С Цельманом пришла почта. А в ней письмо от Эли. Письмо — значит, жива, значит, можно распечатывать кон­верт спокойно, без особого страха. Написала, что отдыха­ет с ребятами на Иссык-Куле, что все в порядке; правда, немножко поморозились, но на чолпон-атинском песке теперь отогреваются, так что он может о ней не беспо­коиться. Потом она уедет в «Ала-Арчу». Поработает инструктором до конца сезона. Там, когда вернется с Победы, он ее и найдет...

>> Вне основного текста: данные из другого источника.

use paintcore::{IdleLoop, Image, ImageMap, ImageType, PixelChunk, PixelChunkMut, logger};

fn copy(src: &PixelChunk<'_>, dst: &mut PixelChunkMut<'_>) {
    for row in 0..src.height() as usize {
        dst.row_mut(row).copy_from_slice(src.row(row));
    }
}

// Logger state is process wide, so this file holds a single test
#[test]
fn test_depth_change_is_logged_once() {
    let dir = tempfile::tempdir().unwrap();
    let path = dir.path().join("session.log");
    logger::init(Some(&path)).unwrap();
    assert_eq!(logger::log_path(), Some(&path));

    let image = Image::new(8, 8, ImageType::Gray);
    let d = Image::add_drawable(&image, "Background", ImageType::Gray, (0, 0));
    let idle = IdleLoop::new();
    let mut map = ImageMap::new(d.clone(), false, &idle).unwrap();
    map.apply(copy);
    idle.run_until_idle(usize::MAX);
    image.borrow_mut().convert_drawable(d.id(), ImageType::RgbA);
    assert!(map.clear().is_err());

    let log = std::fs::read_to_string(&path).unwrap();
    let errors: Vec<&str> = log.lines().filter(|l| l.contains("[ERROR]")).collect();
    assert_eq!(errors.len(), 1, "{}", log);
    assert!(errors[0].ends_with("image depth change, unable to restore original image"));
}
//! `GIMP-VBR` generated-brush files.
//!
//! Plain text, one value per line:
//!
//! ```text
//! GIMP-VBR
//! 1.0
//! <name>
//! <spacing>
//! <radius>
//! <hardness>
//! <aspect ratio>
//! <angle>
//! ```
//!
//! The numeric fields are read as whitespace-separated tokens, so files that
//! put several values on one line still load.

use std::fs;
use std::io::Write;
use std::path::Path;

use crate::brush::GeneratedBrush;
use crate::error::BrushFileError;

pub const MAGIC: &str = "GIMP-VBR";
pub const VERSION: &str = "1.0";
/// Names longer than this many bytes are cut when saving.
pub const MAX_NAME_BYTES: usize = 255;

pub fn load(path: &Path) -> Result<GeneratedBrush, BrushFileError> {
    let text = fs::read_to_string(path).map_err(|source| BrushFileError::Io {
        path: path.to_path_buf(),
        source,
    })?;
    let brush = parse(&text)?;
    crate::log_info!("loaded brush '{}' from {}", brush.name(), path.display());
    Ok(brush)
}

/// Parse file contents. The parameters go through the clamping setters
/// inside one freeze/thaw, and the result is marked clean.
pub fn parse(text: &str) -> Result<GeneratedBrush, BrushFileError> {
    let mut lines = text.splitn(4, '\n');

    let magic = lines.next().unwrap_or_default();
    if !magic.starts_with(MAGIC) {
        return Err(BrushFileError::BadMagic(magic.trim_end().to_string()));
    }

    let version_line = lines.next().ok_or(BrushFileError::MissingField("version"))?.trim();
    let version: f64 = version_line.parse().map_err(|_| BrushFileError::BadNumber {
        field: "version",
        value: version_line.to_string(),
    })?;
    if version >= 2.0 {
        return Err(BrushFileError::UnsupportedVersion(version_line.to_string()));
    }

    let name = lines
        .next()
        .ok_or(BrushFileError::MissingField("name"))?
        .trim_end_matches('\r');

    let mut tokens = lines.next().unwrap_or_default().split_whitespace();
    let mut field = |field: &'static str| -> Result<f64, BrushFileError> {
        let token = tokens.next().ok_or(BrushFileError::MissingField(field))?;
        token.parse().map_err(|_| BrushFileError::BadNumber { field, value: token.to_string() })
    };
    let spacing = field("spacing")?;
    let radius = field("radius")?;
    let hardness = field("hardness")?;
    let aspect_ratio = field("aspect_ratio")?;
    let angle = field("angle")?;

    let mut brush = GeneratedBrush::default();
    brush.freeze();
    brush.set_name(name);
    brush.set_spacing(spacing);
    brush.set_radius(radius);
    brush.set_hardness(hardness);
    brush.set_aspect_ratio(aspect_ratio);
    brush.set_angle(angle);
    brush.thaw();
    brush.mark_clean();
    Ok(brush)
}

/// Serialise in the layout `parse` reads back.
pub fn write(brush: &GeneratedBrush, mut out: impl Write) -> std::io::Result<()> {
    writeln!(out, "{}", MAGIC)?;
    writeln!(out, "{}", VERSION)?;
    writeln!(out, "{}", truncate_name(brush.name()))?;
    writeln!(out, "{:.6}", brush.spacing())?;
    writeln!(out, "{:.6}", brush.radius())?;
    writeln!(out, "{:.6}", brush.hardness())?;
    writeln!(out, "{:.6}", brush.aspect_ratio())?;
    writeln!(out, "{:.6}", brush.angle())?;
    Ok(())
}

/// Write to `path` and mark the brush clean.
pub fn save(brush: &mut GeneratedBrush, path: &Path) -> Result<(), BrushFileError> {
    let io_err = |source| BrushFileError::Io { path: path.to_path_buf(), source };
    let mut buf = Vec::new();
    write(brush, &mut buf).map_err(io_err)?;
    fs::write(path, buf).map_err(io_err)?;
    brush.mark_clean();
    crate::log_info!("saved brush '{}' to {}", brush.name(), path.display());
    Ok(())
}

fn truncate_name(name: &str) -> &str {
    let name = name.lines().next().unwrap_or_default();
    if name.len() <= MAX_NAME_BYTES {
        return name;
    }
    let mut end = MAX_NAME_BYTES;
    while !name.is_char_boundary(end) {
        end -= 1;
    }
    &name[..end]
}

#[cfg(test)]
mod tests {
    use super::*;

    #[test]
    fn writes_six_decimals() {
        let brush = GeneratedBrush::new(10.0, 0.25, 45.0, 2.0);
        let mut buf = Vec::new();
        write(&brush, &mut buf).unwrap();
        let text = String::from_utf8(buf).unwrap();
        assert_eq!(
            text,
            "GIMP-VBR\n1.0\nUntitled\n20.000000\n10.000000\n0.250000\n2.000000\n45.000000\n"
        );
    }

    #[test]
    fn long_names_are_cut_on_char_boundary() {
        let name = "é".repeat(200);
        let cut = truncate_name(&name);
        assert!(cut.len() <= MAX_NAME_BYTES);
        assert_eq!(cut.len(), 254);
    }

    #[test]
    fn numbers_may_share_a_line() {
        let brush = parse("GIMP-VBR\n1.0\nPacked\n25 7 0.5\n1.5 30\n").unwrap();
        assert_eq!(brush.spacing(), 25.0);
        assert_eq!(brush.radius(), 7.0);
        assert_eq!(brush.angle(), 30.0);
    }
}
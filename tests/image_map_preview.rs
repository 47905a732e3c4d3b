use std::cell::RefCell;
use std::rc::Rc;

use paintcore::ops::adjustments;
use paintcore::{
    DrawableRef, IdleLoop, Image, ImageEvent, ImageMap, ImageMapError, ImageType, PixelChunk, PixelChunkMut, Rect,
    SharedImage,
};

// Gray image with a deterministic ramp so every pixel is distinguishable
fn gradient_image(width: u32, height: u32) -> (SharedImage, DrawableRef) {
    let image = Image::new(width, height, ImageType::Gray);
    let drawable = Image::add_drawable(&image, "Background", ImageType::Gray, (0, 0));
    let data: Vec<u8> = (0..height)
        .flat_map(|y| (0..width).map(move |x| ((x * 7 + y * 3) % 240) as u8))
        .collect();
    image
        .borrow_mut()
        .drawable_mut(drawable.id())
        .unwrap()
        .tiles_mut()
        .write_rect(Rect::new(0, 0, width, height), &data);
    (image, drawable)
}

fn pixels(image: &SharedImage, drawable: &DrawableRef) -> Vec<u8> {
    image.borrow().drawable(drawable.id()).unwrap().tiles().to_raw()
}

fn add_one(src: &PixelChunk<'_>, dst: &mut PixelChunkMut<'_>) {
    for row in 0..src.height() as usize {
        for (o, i) in dst.row_mut(row).iter_mut().zip(src.row(row)) {
            *o = i.saturating_add(1);
        }
    }
}

#[test]
fn test_reapply_does_not_accumulate() {
    let (image, d) = gradient_image(150, 90);
    let idle = IdleLoop::new();
    let mut map = ImageMap::new(d.clone(), true, &idle).unwrap();

    map.apply(adjustments::brightness_contrast(10.0, 0.0));
    idle.run_until_idle(usize::MAX);
    let once = pixels(&image, &d);

    map.apply(adjustments::brightness_contrast(10.0, 0.0));
    idle.run_until_idle(usize::MAX);
    assert_eq!(pixels(&image, &d), once);

    // Interrupting a pass and re-applying also starts from the snapshot
    map.apply(adjustments::brightness_contrast(10.0, 0.0));
    idle.iterate();
    map.apply(adjustments::brightness_contrast(10.0, 0.0));
    idle.run_until_idle(usize::MAX);
    assert_eq!(pixels(&image, &d), once);
    map.abort();
}

#[test]
fn test_commit_drains_to_the_same_result() {
    let (idle_image, idle_d) = gradient_image(150, 90);
    let (commit_image, commit_d) = gradient_image(150, 90);
    let selection = Rect::new(20, 10, 100, 70);
    idle_image.borrow_mut().set_selection_rect(selection);
    commit_image.borrow_mut().set_selection_rect(selection);

    let idle = IdleLoop::new();
    let mut natural = ImageMap::new(idle_d.clone(), true, &idle).unwrap();
    natural.apply(adjustments::invert());
    idle.run_until_idle(usize::MAX);
    let finished = pixels(&idle_image, &idle_d);

    let mut drained = ImageMap::new(commit_d.clone(), true, &idle).unwrap();
    drained.apply(adjustments::invert());
    assert!(drained.is_busy());
    drained.commit();

    assert_eq!(pixels(&commit_image, &commit_d), finished);
    natural.commit();
    assert_eq!(pixels(&idle_image, &idle_d), finished);
}

#[test]
fn test_abort_restores_original_pixels() {
    let (image, d) = gradient_image(150, 90);
    let original = pixels(&image, &d);
    let idle = IdleLoop::new();
    let mut map = ImageMap::new(d.clone(), true, &idle).unwrap();

    map.apply(add_one);
    idle.iterate();
    assert_ne!(pixels(&image, &d), original);

    map.abort();
    assert_eq!(pixels(&image, &d), original);
    assert_eq!(idle.pending(), 0);
    let img = image.borrow();
    assert!(!img.undo_stack().is_frozen());
    assert_eq!(img.undo_stack().undo_count(), 0);
}

#[test]
fn test_new_selection_size_takes_fresh_snapshot() {
    let (image, d) = gradient_image(150, 90);
    let idle = IdleLoop::new();
    let mut map = ImageMap::new(d.clone(), true, &idle).unwrap();

    let a = Rect::new(10, 10, 100, 60);
    image.borrow_mut().set_selection_rect(a);
    map.apply(add_one);
    idle.run_until_idle(usize::MAX);
    assert_eq!(map.undo_bounds(), Some(a));

    let b = Rect::new(30, 20, 40, 30);
    image.borrow_mut().set_selection_rect(b);
    let expected = image.borrow().drawable(d.id()).unwrap().tiles().read_rect(b);
    map.apply(add_one);

    assert_eq!(map.undo_bounds(), Some(b));
    let snapshot = map.undo_snapshot().unwrap();
    assert_eq!((snapshot.width(), snapshot.height()), (b.width, b.height));
    assert_eq!(snapshot.to_raw(), expected);
    map.abort();
}

#[test]
fn test_constant_fill_then_clear() {
    let image = Image::new(4, 4, ImageType::Gray);
    let d = Image::add_drawable(&image, "Layer", ImageType::Gray, (0, 0));

    let idle = IdleLoop::new();
    let mut map = ImageMap::new(d.clone(), false, &idle).unwrap();
    map.apply(adjustments::fill(vec![77]));
    assert_eq!(idle.run_until_idle(usize::MAX), 1);

    assert_eq!(pixels(&image, &d), vec![77; 16]);
    // Colour sampling still reports what was there before the preview
    assert_eq!(map.get_color_at(2, 2).unwrap().rgba.0, [0, 0, 0, 255]);

    let map = map.clear().unwrap();
    assert_eq!(pixels(&image, &d), vec![0; 16]);
    assert!(image.borrow().undo_stack().is_frozen());
    map.abort();
    assert!(!image.borrow().undo_stack().is_frozen());
}

#[test]
fn test_fill_keeps_alpha_layout() {
    let image = Image::new(4, 4, ImageType::RgbA);
    let d = Image::add_drawable(&image, "Layer", ImageType::RgbA, (0, 0));
    image.borrow_mut().drawable_mut(d.id()).unwrap().tiles_mut().fill(&[10, 20, 30, 255]);

    let idle = IdleLoop::new();
    let mut map = ImageMap::new(d.clone(), false, &idle).unwrap();
    map.apply(adjustments::fill(vec![200, 100, 50]));
    map.commit();
    assert!(pixels(&image, &d).chunks_exact(4).all(|p| p == [200, 100, 50, 255]));
}

#[test]
fn test_depth_change_disposes_the_map() {
    let (image, d) = gradient_image(8, 8);
    let messages = Rc::new(RefCell::new(Vec::new()));
    let sink = Rc::clone(&messages);
    image.borrow_mut().connect(move |event| {
        if let ImageEvent::Message(text) = event {
            sink.borrow_mut().push(text.clone());
        }
    });

    let idle = IdleLoop::new();
    let mut map = ImageMap::new(d.clone(), true, &idle).unwrap();
    map.apply(add_one);
    idle.run_until_idle(usize::MAX);
    assert!(image.borrow_mut().convert_drawable(d.id(), ImageType::RgbA));

    assert!(image.borrow().shadow().is_some());
    let err = map.clear().unwrap_err();
    assert_eq!(err, ImageMapError::DepthMismatch { snapshot: 1, drawable: 4 });
    assert!(!image.borrow().undo_stack().is_frozen());
    assert!(image.borrow().shadow().is_none());
    assert_eq!(
        messages.borrow().as_slice(),
        ["image depth change, unable to restore original image".to_string()]
    );
}

#[test]
fn test_abort_after_depth_change_releases_shadow() {
    let (image, d) = gradient_image(70, 20);
    let idle = IdleLoop::new();
    let mut map = ImageMap::new(d.clone(), true, &idle).unwrap();
    map.apply(add_one);
    idle.iterate();
    assert!(image.borrow_mut().convert_drawable(d.id(), ImageType::GrayA));

    map.abort();
    let img = image.borrow();
    assert!(img.shadow().is_none());
    assert!(!img.undo_stack().is_frozen());
    assert_eq!(img.undo_stack().undo_count(), 0);
    assert_eq!(idle.pending(), 0);
}

#[test]
fn test_abort_releases_shadow() {
    let (image, d) = gradient_image(16, 16);
    let idle = IdleLoop::new();
    let mut map = ImageMap::new(d, true, &idle).unwrap();
    map.apply(add_one);
    assert!(image.borrow().shadow().is_some());
    map.abort();
    assert!(image.borrow().shadow().is_none());
}

#[test]
fn test_removed_drawable_makes_map_inert() {
    let (image, d) = gradient_image(16, 16);
    let idle = IdleLoop::new();
    let mut map = ImageMap::new(d.clone(), true, &idle).unwrap();

    assert!(image.borrow_mut().remove_drawable(d.id()));
    map.apply(add_one);
    assert!(!map.is_busy());
    assert_eq!(idle.pending(), 0);
    assert_eq!(map.get_color_at(0, 0), None);

    map.commit();
    let img = image.borrow();
    assert!(!img.undo_stack().is_frozen());
    assert_eq!(img.undo_stack().undo_count(), 0);
    drop(img);

    assert_eq!(ImageMap::new(d, true, &idle).unwrap_err(), ImageMapError::ImageGone);
}

#[test]
fn test_commit_records_one_undo_step() {
    let (image, d) = gradient_image(100, 70);
    let original = pixels(&image, &d);
    let idle = IdleLoop::new();
    let mut map = ImageMap::new(d.clone(), false, &idle).unwrap();
    map.set_description("Add One");
    map.apply(add_one);
    map.commit();

    let adjusted = pixels(&image, &d);
    assert_ne!(adjusted, original);
    assert_eq!(idle.pending(), 0);
    {
        let img = image.borrow();
        assert_eq!(img.undo_stack().undo_count(), 1);
        assert_eq!(img.undo_stack().undo_description(), Some("Add One"));
    }

    assert_eq!(image.borrow_mut().undo().as_deref(), Some("Add One"));
    assert_eq!(pixels(&image, &d), original);
    assert_eq!(image.borrow_mut().redo().as_deref(), Some("Add One"));
    assert_eq!(pixels(&image, &d), adjusted);
}

#[test]
fn test_previews_are_not_recorded_while_frozen() {
    let (image, d) = gradient_image(32, 32);
    let idle = IdleLoop::new();
    let map = ImageMap::new(d.clone(), true, &idle).unwrap();

    let blocked = image
        .borrow_mut()
        .push_undo(d.id(), Rect::new(0, 0, 1, 1), paintcore::TileManager::new(1, 1, 1), "stray");
    assert!(!blocked);
    map.abort();
    assert_eq!(image.borrow().undo_stack().undo_count(), 0);
}
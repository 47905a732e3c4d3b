use std::collections::VecDeque;

use crate::image::DrawableId;
use crate::region::Rect;
use crate::tiles::TileManager;

// ============================================================================
// UNDO STEP – "before" pixels of one drawable rectangle
// ============================================================================

/// Pixel snapshot of `rect` on `drawable`. Undoing swaps `tiles` with the
/// drawable's current content, so the same step then serves as the redo step.
#[derive(Debug, Clone)]
pub struct UndoStep {
    pub drawable: DrawableId,
    pub rect: Rect,
    pub tiles: TileManager,
    pub description: String,
}

impl UndoStep {
    pub fn memory_size(&self) -> usize {
        self.rect.width as usize * self.rect.height as usize * self.tiles.bpp()
    }
}

// ============================================================================
// UNDO STACK – freeze counter, bounded undo list, redo list
// ============================================================================

#[derive(Debug)]
pub struct UndoStack {
    undo: VecDeque<UndoStep>,
    redo: VecDeque<UndoStep>,
    max_steps: usize,
    freeze_count: u32,
    total_memory: usize,
}

impl Default for UndoStack {
    fn default() -> Self {
        Self::new(50)
    }
}

impl UndoStack {
    pub fn new(max_steps: usize) -> Self {
        Self {
            undo: VecDeque::new(),
            redo: VecDeque::new(),
            max_steps: max_steps.max(1),
            freeze_count: 0,
            total_memory: 0,
        }
    }

    pub fn set_max_steps(&mut self, max_steps: usize) {
        self.max_steps = max_steps.max(1);
        self.prune();
    }

    // ---- freeze / thaw ------------------------------------------------------

    pub fn freeze(&mut self) {
        self.freeze_count += 1;
    }

    pub fn thaw(&mut self) {
        debug_assert!(self.freeze_count > 0, "undo thawed more often than frozen");
        self.freeze_count = self.freeze_count.saturating_sub(1);
    }

    pub fn is_frozen(&self) -> bool {
        self.freeze_count > 0
    }

    pub fn freeze_count(&self) -> u32 {
        self.freeze_count
    }

    // ---- recording ----------------------------------------------------------

    /// Record a step. Returns `false` (and drops the step) while frozen.
    pub fn push(&mut self, step: UndoStep) -> bool {
        if self.is_frozen() {
            crate::log_info!("undo frozen, dropping step '{}'", step.description);
            return false;
        }
        for old in self.redo.drain(..) {
            self.total_memory = self.total_memory.saturating_sub(old.memory_size());
        }
        self.total_memory += step.memory_size();
        self.undo.push_back(step);
        self.prune();
        true
    }

    /// Pop the newest step, let `swap` exchange its pixels with the drawable,
    /// and move it to the redo list. `swap` returns `false` if the drawable is
    /// gone, in which case the step is discarded.
    pub fn undo(&mut self, swap: impl FnOnce(&mut UndoStep) -> bool) -> Option<String> {
        let mut step = self.undo.pop_back()?;
        let description = step.description.clone();
        if swap(&mut step) {
            self.redo.push_back(step);
        } else {
            self.total_memory = self.total_memory.saturating_sub(step.memory_size());
        }
        Some(description)
    }

    pub fn redo(&mut self, swap: impl FnOnce(&mut UndoStep) -> bool) -> Option<String> {
        let mut step = self.redo.pop_back()?;
        let description = step.description.clone();
        if swap(&mut step) {
            self.undo.push_back(step);
        } else {
            self.total_memory = self.total_memory.saturating_sub(step.memory_size());
        }
        Some(description)
    }

    pub fn can_undo(&self) -> bool {
        !self.undo.is_empty()
    }

    pub fn can_redo(&self) -> bool {
        !self.redo.is_empty()
    }

    pub fn undo_count(&self) -> usize {
        self.undo.len()
    }

    pub fn redo_count(&self) -> usize {
        self.redo.len()
    }

    pub fn undo_description(&self) -> Option<&str> {
        self.undo.back().map(|s| s.description.as_str())
    }

    /// Snapshot bytes held by both lists.
    pub fn memory_size(&self) -> usize {
        self.total_memory
    }

    pub fn clear(&mut self) {
        self.undo.clear();
        self.redo.clear();
        self.total_memory = 0;
    }

    fn prune(&mut self) {
        while self.undo.len() > self.max_steps {
            if let Some(removed) = self.undo.pop_front() {
                self.total_memory = self.total_memory.saturating_sub(removed.memory_size());
            }
        }
    }
}
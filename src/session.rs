// ============================================================================
// MAP SESSION – preview / reset / ok / cancel flow of an adjustment tool
// ============================================================================

use crate::error::ImageMapError;
use crate::idle::IdleLoop;
use crate::image::DrawableRef;
use crate::image_map::ImageMap;
use crate::{log_info, log_warn};

/// Re-applies the tool's current settings, typically `map.apply(...)`.
pub type Mapper = Box<dyn FnMut(&mut ImageMap)>;

/// Drives one interactive image map for a tool dialog. Once the map has been
/// committed, cancelled or disposed, further calls do nothing.
pub struct MapSession {
    map: Option<ImageMap>,
    preview: bool,
    mapper: Mapper,
    reset_hook: Option<Box<dyn FnMut()>>,
}

impl std::fmt::Debug for MapSession {
    fn fmt(&self, f: &mut std::fmt::Formatter<'_>) -> std::fmt::Result {
        f.debug_struct("MapSession")
            .field("map", &self.map)
            .field("preview", &self.preview)
            .finish()
    }
}

impl MapSession {
    /// Start a session on `drawable` with previewing on.
    pub fn new(
        drawable: DrawableRef,
        idle: &IdleLoop,
        mapper: impl FnMut(&mut ImageMap) + 'static,
    ) -> Result<Self, ImageMapError> {
        let map = ImageMap::new(drawable, true, idle)?;
        Ok(Self {
            map: Some(map),
            preview: true,
            mapper: Box::new(mapper),
            reset_hook: None,
        })
    }

    /// Called by `reset` to put the tool's settings back to their defaults.
    pub fn on_reset(&mut self, hook: impl FnMut() + 'static) {
        self.reset_hook = Some(Box::new(hook));
    }

    pub fn map(&self) -> Option<&ImageMap> {
        self.map.as_ref()
    }

    pub fn map_mut(&mut self) -> Option<&mut ImageMap> {
        self.map.as_mut()
    }

    pub fn is_active(&self) -> bool {
        self.map.is_some()
    }

    pub fn preview_enabled(&self) -> bool {
        self.preview
    }

    /// Re-run the mapper if previewing is on.
    pub fn preview(&mut self) {
        if self.preview {
            self.run_mapper();
        }
    }

    /// Toggle previewing. Turning it off reverts the drawable; a depth
    /// mismatch during that revert ends the session.
    pub fn set_preview(&mut self, on: bool) -> Result<(), ImageMapError> {
        self.preview = on;
        if on {
            self.run_mapper();
            return Ok(());
        }
        let Some(map) = self.map.take() else { return Ok(()) };
        match map.clear() {
            Ok(map) => {
                self.map = Some(map);
                Ok(())
            }
            Err(err) => {
                log_warn!("preview session ended: {}", err);
                Err(err)
            }
        }
    }

    /// Restore default settings through the reset hook, then preview.
    pub fn reset(&mut self) {
        if let Some(hook) = self.reset_hook.as_mut() {
            hook();
        }
        self.preview();
    }

    /// Apply for real (mapping first when previewing was off) and commit.
    pub fn ok(&mut self) {
        if !self.preview {
            self.run_mapper();
        }
        if let Some(map) = self.map.take() {
            map.commit();
            log_info!("map session committed");
        }
    }

    /// Revert everything and end the session.
    pub fn cancel(&mut self) {
        let Some(map) = self.map.take() else { return };
        let drawable = map.drawable();
        map.abort();
        if let Some(image) = drawable.owner() {
            image.borrow_mut().flush();
        }
    }

    fn run_mapper(&mut self) {
        if let Some(map) = self.map.as_mut() {
            (self.mapper)(map);
        }
    }
}

impl Drop for MapSession {
    fn drop(&mut self) {
        // An abandoned dialog behaves like cancel.
        self.cancel();
    }
}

...Стену они не сделали. Не зря Толя не находил себе места — «Корея» Эле запомнится надолго. Едва они вы­шли на маршрут, началась непогода, и все пять дней, которые они провели в отчаянных попытках преодолеть ключевой участок — «рыжие пятнав, со стены лило, им даже приходилось выливать воду из рюкзаков. Три дня находились в районе первой ночевки. За день работы Толя Тустукбаев и Женя Слепухин с трудом проходили одну веревку. Они все больше отставали от графика красноярцев, что действовало на настроение ничуть не меньше, чем льющийся на голову ледяной душ. 19 июля, день своего рождения, Эля просидела на вырубленной во льду полоч­ке, глядя, как внизу, под стеной, наблюдатели вытаптыва­ют в снегу всякие шуточные поздравления, стараясь под­держать их хоть таким образом.

В лагере были обеспокоены, контрольно-спасательная служба потребовала прекратить восхождение и начать спуск. А четверку спуск беспокоил ничуть не меньше, чем подъем, и Тустукбаев запросил разрешения вернуться в лагерь... через вершину. Они опасались спуска. Опасались зависания. Случилось то, о чем предупреждали красноярцы, не рекомендуя отсиживаться на стене более двух су­ток. А они в ожидании погоды мученически досиживали пятые и, конечно, уже не годились для столь сложного лазания. Начались срывы. Ценой предельных усилий но­чью 21 июля четверка спустилась со стены к палатке наблюдателей.

Утром обнаружили, что ледяные ванны так просто не прошли, что пальцы прихвачены, что если Толе Тустукбаеву и надо куда-то спешить, то отнюдь не на Победу. Ее придется отложить до следующего раза. А пока на перевязку, на горячий иссык-кульский песочек, на разбор восхождения, где придется молча выслушивать замечания даже тех, кто эти «рыжие пятна» видел разве что на чужих фотографиях.